Gio mulai memukul-mukul kepalanya sendiri, Ergo telah kembali tapi justru kini Alana yang meninggalkannya. Ergo berusaha menghentikan aksi Sang Anak, dia khawatir melihat kondisi Gio, begitu memprihatinkan. Tapi Gio mendorong tubuh Ergo sehingga pria itu terhuyung, tubuhnya terjatuh ke kasur yang empuk. Setelah memukul-mukul kepalanya sendiri, kini Gio lanjutkan dengan memukul kaca menggunakan tangannya yang terkepal hingga mengeluarkan darah.

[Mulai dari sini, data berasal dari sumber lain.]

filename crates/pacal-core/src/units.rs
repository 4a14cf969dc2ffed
//! Unit conversion utilities
//!
//! All lengths in pacal are millimeters and all configured speeds are
//! mm/s. G-code feedrates (`F` words) are mm/min, so every emitted
//! feedrate goes through the conversion here.

/// Convert a speed in mm/s to a G-code feedrate in mm/min.
pub fn to_mm_per_min(mm_per_sec: f64) -> f64 {
    mm_per_sec * 60.0
}

/// Format a speed in mm/s as an `F` word value (mm/min, no decimals).
///
/// Firmwares accept fractional feedrates but the generated script never
/// needs them, matching the whole-number `F` words of hand-written
/// calibration macros.
pub fn format_feedrate(mm_per_sec: f64) -> String {
    format!("{:.0}", to_mm_per_min(mm_per_sec))
}

#[cfg(test)]
mod tests {
    use super::*;

    #[test]
    fn test_to_mm_per_min() {
        assert_eq!(to_mm_per_min(500.0), 30000.0);
        assert_eq!(to_mm_per_min(0.5), 30.0);
    }

    #[test]
    fn test_format_feedrate() {
        assert_eq!(format_feedrate(500.0), "30000");
        assert_eq!(format_feedrate(50.0), "3000");
        assert_eq!(format_feedrate(30.0), "1800");
    }
}
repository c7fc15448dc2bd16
// Tauri 命令模块
// 暴露给前端调用的所有命令：导入与上传、画廊视图、地图、相册、标签、分享、下载

use std::path::{Path, PathBuf};
use std::sync::Arc;

use parking_lot::Mutex;
use serde::{Deserialize, Serialize};
use tauri::{AppHandle, Emitter, Manager};
use uuid::Uuid;

use crate::config::GalleryConfig;
use crate::density::{self, ClusterIcon, ClusterPreview, ClusterStyle, MapController};
use crate::download::{self, DownloadReport};
use crate::geo::{self, ClusterEngine, GeoBounds, GeoPoint, GridClusterer};
use crate::ingest::{self, IngestReport};
use crate::library::{Album, Library, TagEntry};
use crate::memories::{self, Memory};
use crate::metadata::{self, ExifTagReader, TagReader};
use crate::models::{FileKey, GeoCoordinate, MediaFile, PhotoMetadata};
use crate::preview::{PreviewRegistry, PreviewSlot};
use crate::scanner;
use crate::share::{self, ShareRequest, SharedDetails};
use crate::slideshow::{Slideshow, SlideshowAction, SlideshowPlayer, SlideshowView};
use crate::thumbnail;
use crate::upload::{ProgressCallback, UploadSimulator, UploadSummary, UploadTask};
use crate::view::{self, ViewQuery};

/// 全局应用状态
pub struct AppState {
    pub library: Mutex<Library>,
    pub config: GalleryConfig,
    /// 当前的上传会话
    pub uploads: Mutex<Option<UploadSimulator>>,
    pub previews: PreviewRegistry,
    /// 详情页的预览地址
    pub detail_preview: Mutex<PreviewSlot>,
    pub slideshow: Mutex<Option<SlideshowPlayer>>,
    pub tag_reader: Arc<dyn TagReader>,
}

impl AppState {
    pub fn new(config: GalleryConfig) -> Self {
        let previews = PreviewRegistry::new();
        Self {
            library: Mutex::new(Library::new()),
            config,
            uploads: Mutex::new(None),
            detail_preview: Mutex::new(PreviewSlot::new(previews.clone())),
            previews,
            slideshow: Mutex::new(None),
            tag_reader: Arc::new(ExifTagReader),
        }
    }
}

fn err(e: impl std::fmt::Display) -> String {
    e.to_string()
}

// === 导入与上传 ===

/// 校验选中的文件并开始模拟上传，进度通过 upload-progress 事件推送
#[tauri::command]
pub async fn add_files(app: AppHandle, paths: Vec<String>) -> Result<IngestReport, String> {
    let incoming = tokio::task::spawn_blocking(move || {
        paths
            .iter()
            .filter_map(|p| match scanner::media_file_from_path(Path::new(p)) {
                Ok(file) => Some(file),
                Err(e) => {
                    log::warn!("读取文件信息失败 {}: {}", p, e);
                    None
                }
            })
            .collect::<Vec<_>>()
    })
    .await
    .map_err(|e| format!("读取文件失败: {}", e))?;

    let state = app.state::<AppState>();
    let report = {
        let library = state.library.lock();
        ingest::validate_batch(&state.config, library.files(), incoming)
    };

    if !report.accepted.is_empty() {
        let handle = app.clone();
        let on_progress: ProgressCallback = Arc::new(move |task: &UploadTask| {
            let _ = handle.emit("upload-progress", task);
        });
        let simulator = UploadSimulator::start_with_callback(
            report.accepted.clone(),
            state.config.clone(),
            Some(on_progress),
        );
        // 旧会话被替换时其计时器随 Drop 停止
        *state.uploads.lock() = Some(simulator);
    }
    Ok(report)
}

#[derive(Debug, Clone, Copy, Deserialize)]
#[serde(rename_all = "lowercase")]
pub enum UploadAction {
    Pause,
    Resume,
    Cancel,
}
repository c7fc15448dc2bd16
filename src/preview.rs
// 预览资源模块
// 为文件创建可在界面中引用的预览地址，句柄释放时回收，且每个地址只回收一次

use std::collections::HashMap;
use std::sync::Arc;

use parking_lot::Mutex;
use uuid::Uuid;

use crate::models::MediaFile;

const URL_PREFIX: &str = "preview://";

#[derive(Debug, Default)]
struct RegistryInner {
    next_id: u64,
    live: HashMap<u64, MediaFile>,
    created: u64,
    revoked: u64,
}

/// 预览地址登记表
#[derive(Debug, Clone, Default)]
pub struct PreviewRegistry {
    inner: Arc<Mutex<RegistryInner>>,
}

impl PreviewRegistry {
    pub fn new() -> Self {
        Self::default()
    }

    pub fn create(&self, file: &MediaFile) -> PreviewHandle {
        let mut inner = self.inner.lock();
        inner.next_id += 1;
        inner.created += 1;
        let id = inner.next_id;
        inner.live.insert(id, file.clone());
        PreviewHandle {
            id,
            url: format!("{}{}", URL_PREFIX, id),
            registry: self.clone(),
        }
    }

    /// 地址对应的文件，已回收时为 None
    pub fn resolve(&self, url: &str) -> Option<MediaFile> {
        let id: u64 = url.strip_prefix(URL_PREFIX)?.parse().ok()?;
        self.inner.lock().live.get(&id).cloned()
    }

    pub fn live_count(&self) -> usize {
        self.inner.lock().live.len()
    }

    pub fn created_count(&self) -> u64 {
        self.inner.lock().created
    }

    pub fn revoked_count(&self) -> u64 {
        self.inner.lock().revoked
    }

    fn revoke(&self, id: u64) {
        let mut inner = self.inner.lock();
        if inner.live.remove(&id).is_some() {
            inner.revoked += 1;
        } else {
            log::warn!("预览地址已回收: {}{}", URL_PREFIX, id);
        }
    }
}

/// 预览地址句柄，Drop 时回收
#[derive(Debug)]
pub struct PreviewHandle {
    id: u64,
    url: String,
    registry: PreviewRegistry,
}

impl PreviewHandle {
    pub fn url(&self) -> &str {
        &self.url
    }
}

impl Drop for PreviewHandle {
    fn drop(&mut self) {
        self.registry.revoke(self.id);
    }
}

/// 单个预览位置（详情页、弹窗），换文件时先回收旧地址
#[derive(Debug)]
pub struct PreviewSlot {
    registry: PreviewRegistry,
    handle: Option<PreviewHandle>,
    file_id: Option<Uuid>,
}

impl PreviewSlot {
    pub fn new(registry: PreviewRegistry) -> Self {
        Self {
            registry,
            handle: None,
            file_id: None,
        }
    }

    pub fn show(&mut self, file: &MediaFile) -> &str {
        self.handle.take();
        self.file_id = Some(file.id);
        let handle = self.handle.insert(self.registry.create(file));
        handle.url()
    }

    pub fn clear(&mut self) {
        self.handle = None;
        self.file_id = None;
    }

    /// 正在显示的文件被删除时回收
    pub fn release_deleted(&mut self, deleted: &[Uuid]) -> bool {
        match self.file_id {
            Some(id) if deleted.contains(&id) => {
                self.clear();
                true
            }
            _ => false,
        }
    }

    pub fn url(&self) -> Option<&str> {
        self.handle.as_ref().map(|h| h.url())
    }
}
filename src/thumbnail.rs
// 缩略图模块
// 把图片字节缩放后编码为 JPEG data URL，供网格和地图弹窗使用

use base64::Engine;
use image::{DynamicImage, GenericImageView};

use crate::models::MediaFile;

/// 从图片字节生成缩略图，返回 base64 编码的 JPEG data URL
pub fn generate_thumbnail(bytes: &[u8], max_size: u32) -> Result<String, String> {
    let img = image::load_from_memory(bytes).map_err(|e| format!("无法打开图片: {}", e))?;

    let (w, h) = img.dimensions();
    if w == 0 || h == 0 {
        return Err("图片尺寸为 0".to_string());
    }

    // 计算缩放比例，保持宽高比
    let scale = max_size as f64 / w.max(h) as f64;

    // 如果图片本身比缩略图小，不放大
    let thumbnail = if scale < 1.0 {
        let new_w = ((w as f64 * scale).round() as u32).max(1);
        let new_h = ((h as f64 * scale).round() as u32).max(1);
        img.resize_exact(new_w, new_h, image::imageops::FilterType::Lanczos3)
    } else {
        img
    };

    // JPEG 不支持透明通道
    let rgb = DynamicImage::ImageRgb8(thumbnail.to_rgb8());
    let mut buf = Vec::new();
    rgb.write_to(&mut std::io::Cursor::new(&mut buf), image::ImageFormat::Jpeg)
        .map_err(|e| format!("缩略图编码失败: {}", e))?;

    let b64 = base64::engine::general_purpose::STANDARD.encode(&buf);
    Ok(format!("data:image/jpeg;base64,{}", b64))
}

/// 文件缩略图，非图片返回 None
pub fn thumbnail_for(file: &MediaFile, max_size: u32) -> Option<String> {
    if !file.is_image() {
        return None;
    }
    let bytes = match file.read_bytes() {
        Ok(bytes) => bytes,
        Err(e) => {
            log::warn!("读取文件失败 {}: {}", file.name, e);
            return None;
        }
    };
    match generate_thumbnail(&bytes, max_size) {
        Ok(url) => Some(url),
        Err(e) => {
            log::debug!("生成缩略图失败 {}: {}", file.name, e);
            None
        }
    }
}
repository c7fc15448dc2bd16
fn main() {
    #[cfg(feature = "desktop")]
    tauri_build::build();
}
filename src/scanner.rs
// 文件夹导入模块
// 遍历文件夹，按扩展名推断 MIME 类型，生成媒体文件句柄

use std::path::{Path, PathBuf};
use std::time::UNIX_EPOCH;

use walkdir::WalkDir;

use crate::models::MediaFile;

/// 扩展名到 MIME 类型
const MIME_BY_EXTENSION: &[(&str, &str)] = &[
    ("jpg", "image/jpeg"),
    ("jpeg", "image/jpeg"),
    ("png", "image/png"),
    ("gif", "image/gif"),
    ("webp", "image/webp"),
    ("svg", "image/svg+xml"),
    ("bmp", "image/bmp"),
    ("tif", "image/tiff"),
    ("tiff", "image/tiff"),
    ("heic", "image/heic"),
    ("heif", "image/heif"),
    ("avif", "image/avif"),
    ("mp4", "video/mp4"),
    ("m4v", "video/mp4"),
    ("webm", "video/webm"),
    ("ogv", "video/ogg"),
    ("mov", "video/quicktime"),
    ("avi", "video/x-msvideo"),
    ("pdf", "application/pdf"),
    ("txt", "text/plain"),
    ("json", "application/json"),
    ("zip", "application/zip"),
];

/// 按扩展名推断 MIME 类型，未知时为空字符串
pub fn mime_from_path(path: &Path) -> &'static str {
    let Some(ext) = path.extension() else {
        return "";
    };
    let ext_lower = ext.to_string_lossy().to_lowercase();
    MIME_BY_EXTENSION
        .iter()
        .find(|(e, _)| *e == ext_lower)
        .map(|(_, mime)| *mime)
        .unwrap_or("")
}

/// 扫描指定文件夹中的所有文件
pub fn scan_files(source_dir: &Path, include_subdirs: bool) -> Vec<PathBuf> {
    let walker = WalkDir::new(source_dir);
    let walker = if include_subdirs {
        walker
    } else {
        walker.max_depth(1)
    };

    let mut files: Vec<PathBuf> = walker
        .into_iter()
        .filter_map(|entry| entry.ok())
        .filter(|entry| entry.file_type().is_file())
        .map(|entry| entry.into_path())
        .collect();
    files.sort();
    files
}

/// 为磁盘文件生成句柄：名称、大小、修改时间、推断的类型
pub fn media_file_from_path(path: &Path) -> std::io::Result<MediaFile> {
    let meta = std::fs::metadata(path)?;
    let name = path
        .file_name()
        .unwrap_or_default()
        .to_string_lossy()
        .to_string();
    let last_modified = meta
        .modified()
        .ok()
        .and_then(|t| t.duration_since(UNIX_EPOCH).ok())
        .map(|d| d.as_millis() as i64)
        .unwrap_or(0);

    Ok(MediaFile::from_path(
        path.to_path_buf(),
        name,
        meta.len(),
        mime_from_path(path),
        last_modified,
    ))
}

/// 导入文件夹，读取失败的文件记录日志后跳过
pub fn import_folder(source_dir: &Path, include_subdirs: bool) -> Vec<MediaFile> {
    let paths = scan_files(source_dir, include_subdirs);
    log::info!("在 {} 中找到 {} 个文件", source_dir.display(), paths.len());

    paths
        .iter()
        .filter_map(|path| match media_file_from_path(path) {
            Ok(file) => Some(file),
            Err(e) => {
                log::warn!("读取文件信息失败 {}: {}", path.display(), e);
                None
            }
        })
        .collect()
}

#[cfg(test)]
mod tests {
    use super::*;
    use std::fs;

    #[test]
    fn test_mime_from_extension() {
        assert_eq!(mime_from_path(Path::new("a/B.JPG")), "image/jpeg");
        assert_eq!(mime_from_path(Path::new("clip.mov")), "video/quicktime");
        assert_eq!(mime_from_path(Path::new("noext")), "");
        assert_eq!(mime_from_path(Path::new("x.unknown")), "");
    }

    #[test]
    fn test_import_folder() {
        let dir = tempfile::tempdir().unwrap();
        fs::write(dir.path().join("a.jpg"), b"12345").unwrap();
        fs::write(dir.path().join("b.pdf"), b"1").unwrap();
        fs::create_dir(dir.path().join("sub")).unwrap();
        fs::write(dir.path().join("sub").join("c.mp4"), b"12").unwrap();

        let top = import_folder(dir.path(), false);
        let names: Vec<_> = top.iter().map(|f| f.name.as_str()).collect();
        assert_eq!(names, vec!["a.jpg", "b.pdf"]);
        assert_eq!(top[0].size, 5);
        assert_eq!(top[0].mime_type, "image/jpeg");
        assert!(top[0].last_modified > 0);
        assert_eq!(&top[0].read_bytes().unwrap()[..], b"12345");

        let all = import_folder(dir.path(), true);
        assert_eq!(all.len(), 3);
        assert!(all.iter().any(|f| f.name == "c.mp4" && f.is_video()));
    }
}
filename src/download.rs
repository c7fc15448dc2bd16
// 文件下载模块
// 把选中文件按原文件名保存到目标文件夹，同名时加数字后缀

use std::fs;
use std::path::{Path, PathBuf};

use serde::Serialize;

use crate::error::Result;
use crate::models::MediaFile;

/// 超过这个数量的下载需要用户确认
pub const CONFIRM_DOWNLOAD_THRESHOLD: usize = 5;

pub fn needs_confirmation(count: usize) -> bool {
    count > CONFIRM_DOWNLOAD_THRESHOLD
}

/// 单个文件的保存结果
#[derive(Debug, Clone, Serialize)]
pub struct SavedFile {
    pub name: String,
    pub path: PathBuf,
}

#[derive(Debug, Default, Serialize)]
pub struct DownloadReport {
    pub saved: Vec<SavedFile>,
    pub errors: Vec<String>,
}

/// 保存一批文件，单个文件失败不影响其余文件
pub fn download_files(files: &[MediaFile], target_dir: &Path) -> Result<DownloadReport> {
    // 确保目标文件夹存在
    if !target_dir.exists() {
        fs::create_dir_all(target_dir)?;
    }

    let mut report = DownloadReport::default();
    for file in files {
        match save_file(file, target_dir) {
            Ok(path) => report.saved.push(SavedFile {
                name: file.name.clone(),
                path,
            }),
            Err(e) => {
                log::error!("保存文件失败 {}: {}", file.name, e);
                report.errors.push(format!("\"{}\" 保存失败: {}", file.name, e));
            }
        }
    }

    log::info!(
        "下载到 {}: {} 个成功, {} 个失败",
        target_dir.display(),
        report.saved.len(),
        report.errors.len()
    );
    Ok(report)
}

fn save_file(file: &MediaFile, target_dir: &Path) -> Result<PathBuf> {
    let bytes = file.read_bytes()?;
    let dest = resolve_filename_conflict(target_dir, &safe_file_name(&file.name));
    fs::write(&dest, &bytes[..])?;
    Ok(dest)
}

/// 去掉文件名中的路径部分
fn safe_file_name(name: &str) -> String {
    Path::new(name)
        .file_name()
        .map(|n| n.to_string_lossy().to_string())
        .filter(|n| !n.is_empty())
        .unwrap_or_else(|| "download".to_string())
}

/// 解决文件名冲突：如果目标已存在同名文件，添加数字后缀
fn resolve_filename_conflict(dir: &Path, filename: &str) -> PathBuf {
    let dest = dir.join(filename);
    if !dest.exists() {
        return dest;
    }

    let path = Path::new(filename);
    let stem = path.file_stem().unwrap_or_default().to_string_lossy();
    let ext = path
        .extension()
        .map(|e| format!(".{}", e.to_string_lossy()))
        .unwrap_or_default();

    let mut counter = 1;
    loop {
        let candidate = dir.join(format!("{}_{}{}", stem, counter, ext));
        if !candidate.exists() {
            return candidate;
        }
        counter += 1;
    }
}
// 回忆模块
// 找出往年今天拍摄的照片，按拍摄日期分组

use chrono::{Datelike, NaiveDate};
use serde::Serialize;

use crate::library::LibraryIndex;
use crate::models::MediaFile;

/// 某一天的回忆
#[derive(Debug, Clone, Serialize)]
pub struct Memory {
    pub date: NaiveDate,
    pub files: Vec<MediaFile>,
}

/// 往年同月同日拍摄的文件，按日期分组，最近的年份在前
/// 多个年份都有时全部返回，由界面决定展示哪一组
pub fn find_memories<'a, I>(files: I, index: &LibraryIndex<'_>, today: NaiveDate) -> Vec<Memory>
where
    I: IntoIterator<Item = &'a MediaFile>,
{
    let mut memories: Vec<Memory> = Vec::new();

    for file in files {
        let Some(taken) = index.metadata(file).and_then(|m| m.date_taken) else {
            continue;
        };
        let date = taken.date();
        if date.month() != today.month() || date.day() != today.day() || date.year() >= today.year()
        {
            continue;
        }
        match memories.iter_mut().find(|m| m.date == date) {
            Some(memory) => memory.files.push(file.clone()),
            None => memories.push(Memory {
                date,
                files: vec![file.clone()],
            }),
        }
    }

    memories.sort_by(|a, b| b.date.cmp(&a.date));
    memories
}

“Semua perempuan emang sama aja! Bisanya nyakitin! Gue benci mama! Tapi gue sayang Alana!” teriak Gio.

Ergo kembali menghentikan apa yang tengah dilakukan Gio, dia mendekap tubuh Sang Anak erat-erat, memeluknya dan membisikan nasihat di telinga Gio. Napas Gio masih terengah setelah meluapkan emosinya tadi.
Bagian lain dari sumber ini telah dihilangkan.